Here is a cross section of the clutch. I just took an industrial torque-limiting hub for sprockets and made it longer.
Those things are really simple. A big nut pushes a (usually) Belville Spring onto a pressure plate which is keyed into the shaft, and the pressure plate is what transmits the torque. The brown material is clutch pad, which McMaster-Carr sells in VERY EXPENSIVE sheets. Some quick calcs show that this clutch should be able to hold up to around 500 ft-lb of torque with that big Belville spring I picked out from McMaster-Carr (which sells it in VERY EXPENSIVE packs of………… 1). There might be a pattern forming here, I think.
Dropping the new torque limiter in the CAD and continuing to build up infrastructure by air-placing parts.
A set of spider couplings join the gearbox output shafts to the intermediate gear stage.
This is here for 2 reasons. First, for springy compliance: While the big torque clutch gives frictional compliance, a single high-energy impact, such as getting tapped by the Pulverizers or an opponent bot’s hammer or being run into a wall with the arm up, etc. could still put enough energy past the intermediate gear stage before the clutch even starts slipping to damage the gearboxes. The springy compliance absorbs this brief input of kinetic energy by deforming the rubber/urethane core of the spider coupling.

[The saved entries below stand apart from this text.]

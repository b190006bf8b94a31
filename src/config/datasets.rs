use std::path::{Path, PathBuf};

use crate::error::{CosalError, Result};

/// Training sets the trainer knows how to locate.
#[derive(Debug, Clone, Copy, PartialEq, Eq)]
pub enum TrainSet {
    Jigsaw2Duts,
    DutsClass,
}

impl TrainSet {
    pub fn from_id(id: &str) -> Result<TrainSet> {
        match id {
            "Jigsaw2_DUTS" => Ok(TrainSet::Jigsaw2Duts),
            "DUTS_class" => Ok(TrainSet::DutsClass),
            other => Err(CosalError::Config(format!(
                "unknown train dataset '{}'; options: Jigsaw2_DUTS, DUTS_class",
                other
            ))),
        }
    }

    pub fn id(&self) -> &'static str {
        match self {
            TrainSet::Jigsaw2Duts => "Jigsaw2_DUTS",
            TrainSet::DutsClass => "DUTS_class",
        }
    }

    /// `(image_root, gt_root)` under `data_root`.
    pub fn dirs(&self, data_root: &Path) -> (PathBuf, PathBuf) {
        match self {
            TrainSet::Jigsaw2Duts => (
                data_root.join("Jigsaw2_DUTS").join("img"),
                data_root.join("Jigsaw2_DUTS").join("gt"),
            ),
            TrainSet::DutsClass => (
                data_root.join("images").join("DUTS_class"),
                data_root.join("gts").join("DUTS_class"),
            ),
        }
    }
}

/// `(image_root, gt_root)` of a named test set.
pub fn testset_dirs(data_root: &Path, name: &str) -> (PathBuf, PathBuf) {
    (data_root.join("images").join(name), data_root.join("gts").join(name))
}
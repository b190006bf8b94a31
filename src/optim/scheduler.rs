use serde::{Deserialize, Serialize};

/// Step decay: after every `step_size` epochs the learning rate is
/// multiplied by `gamma`.
#[derive(Debug, Clone, PartialEq, Serialize, Deserialize)]
pub struct StepLr {
    pub step_size: usize,
    pub gamma: f64,
    pub initial_lr: f64,
    /// Epochs completed so far.
    pub last_epoch: usize,
}

impl StepLr {
    pub fn new(initial_lr: f64, step_size: usize, gamma: f64) -> StepLr {
        StepLr {
            step_size,
            gamma,
            initial_lr,
            last_epoch: 0,
        }
    }

    /// Learning rate for the current position in the schedule.
    pub fn current_lr(&self) -> f64 {
        let decays = self.last_epoch / self.step_size.max(1);
        self.initial_lr * self.gamma.powi(decays as i32)
    }

    /// Marks one more epoch done and returns the new learning rate.
    pub fn step(&mut self) -> f64 {
        self.last_epoch += 1;
        self.current_lr()
    }
}
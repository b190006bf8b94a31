use crate::error::{CosalError, Result};
use crate::math::Tensor;

/// Softmax cross-entropy over `[N, classes]` logits against integer labels,
/// averaged over the batch.
pub struct CrossEntropyLoss;

impl CrossEntropyLoss {
    pub fn loss(logits: &Tensor, labels: &[usize]) -> Result<f64> {
        let (n, classes) = check(logits, labels)?;
        let mut total = 0.0;
        for (i, &label) in labels.iter().enumerate() {
            let row = &logits.data[i * classes..(i + 1) * classes];
            total += log_sum_exp(row) - row[label];
        }
        Ok(total / n as f64)
    }

    /// Combined softmax + cross-entropy gradient: (softmax(z) - onehot) / N
    pub fn derivative(logits: &Tensor, labels: &[usize]) -> Result<Tensor> {
        let (n, classes) = check(logits, labels)?;
        let mut grad = logits.zeros_like();
        for (i, &label) in labels.iter().enumerate() {
            let row = &logits.data[i * classes..(i + 1) * classes];
            let lse = log_sum_exp(row);
            let out = &mut grad.data[i * classes..(i + 1) * classes];
            for (g, z) in out.iter_mut().zip(row) {
                *g = (z - lse).exp() / n as f64;
            }
            out[label] -= 1.0 / n as f64;
        }
        Ok(grad)
    }
}

fn log_sum_exp(row: &[f64]) -> f64 {
    let max = row.iter().cloned().fold(f64::NEG_INFINITY, f64::max);
    max + row.iter().map(|z| (z - max).exp()).sum::<f64>().ln()
}

fn check(logits: &Tensor, labels: &[usize]) -> Result<(usize, usize)> {
    let (n, classes) = match logits.shape.as_slice() {
        [n, c] => (*n, *c),
        _ => {
            return Err(CosalError::Shape(format!(
                "class logits must be [N, classes], got {:?}",
                logits.shape
            )))
        }
    };
    if labels.len() != n || n == 0 {
        return Err(CosalError::Shape(format!(
            "{} labels for {} class predictions",
            labels.len(),
            n
        )));
    }
    if let Some(bad) = labels.iter().find(|&&l| l >= classes) {
        return Err(CosalError::Data(format!(
            "class label {} out of range for {} classes",
            bad, classes
        )));
    }
    Ok((n, classes))
}

#[cfg(test)]
mod tests {
    use super::*;

    #[test]
    fn uniform_logits_give_log_classes() {
        let logits = Tensor::zeros(&[2, 4]);
        let loss = CrossEntropyLoss::loss(&logits, &[0, 3]).unwrap();
        assert!((loss - 4f64.ln()).abs() < 1e-12);
    }

    #[test]
    fn gradient_rows_sum_to_zero() {
        let logits = Tensor::from_vec(&[2, 3], vec![0.5, -0.1, 2.0, 1.0, 1.0, -3.0]).unwrap();
        let grad = CrossEntropyLoss::derivative(&logits, &[2, 0]).unwrap();
        for row in grad.data.chunks(3) {
            assert!(row.iter().sum::<f64>().abs() < 1e-12);
        }
        assert!(grad.data[2] < 0.0);
    }

    #[test]
    fn label_out_of_range_is_a_data_error() {
        let logits = Tensor::zeros(&[1, 3]);
        assert!(matches!(
            CrossEntropyLoss::loss(&logits, &[3]),
            Err(CosalError::Data(_))
        ));
    }
}
use serde::{Deserialize, Serialize};

use crate::error::Result;
use crate::network::Parameter;
use crate::optim::optimizer::Optimizer;

/// Plain gradient descent: `w -= lr · ∂L/∂w`.
#[derive(Debug, Clone, Serialize, Deserialize)]
pub struct Sgd {
    pub learning_rate: f64,
    pub backbone_scale: f64,
}

impl Sgd {
    pub fn new(learning_rate: f64, backbone_scale: f64) -> Sgd {
        Sgd { learning_rate, backbone_scale }
    }
}

impl Optimizer for Sgd {
    fn name(&self) -> &'static str {
        "SGD"
    }

    fn step(&mut self, params: Vec<&mut Parameter>) -> Result<()> {
        for param in params.into_iter().filter(|p| p.trainable) {
            let lr = self.lr_for(param.group);
            for (w, g) in param.value.iter_mut().zip(&param.grad) {
                *w -= lr * g;
            }
        }
        Ok(())
    }

    fn base_lr(&self) -> f64 {
        self.learning_rate
    }

    fn set_base_lr(&mut self, lr: f64) {
        self.learning_rate = lr;
    }

    fn backbone_scale(&self) -> f64 {
        self.backbone_scale
    }

    fn state(&self) -> Result<serde_json::Value> {
        Ok(serde_json::to_value(self)?)
    }

    fn load_state(&mut self, state: &serde_json::Value) -> Result<()> {
        *self = Sgd::deserialize(state)?;
        Ok(())
    }
}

So the liftgear has two protection mechanisms. The torque clutch prevents the motors from driving and overloading the mechanism, while it and the spider couplings work together to prevent external driving forces from being shoved back into the motor with a vengeance.
Once I was happy with the air-placement of everything, I began wrapping frame rails around them.
Here, reason #2 of the spider coupling’s role is revealed. I’m also using them a bit as dog clutches in conjunction with a motor mounting block that can be unbolted and slide out quickly should something bad happen to the lift motors and they need to be replaced. Another design for serviceability factor!
This basically concludes all the design work on the liftgear. From here, after letting the design bake for a little while, it’s time to move onto designing the front armor pontoons.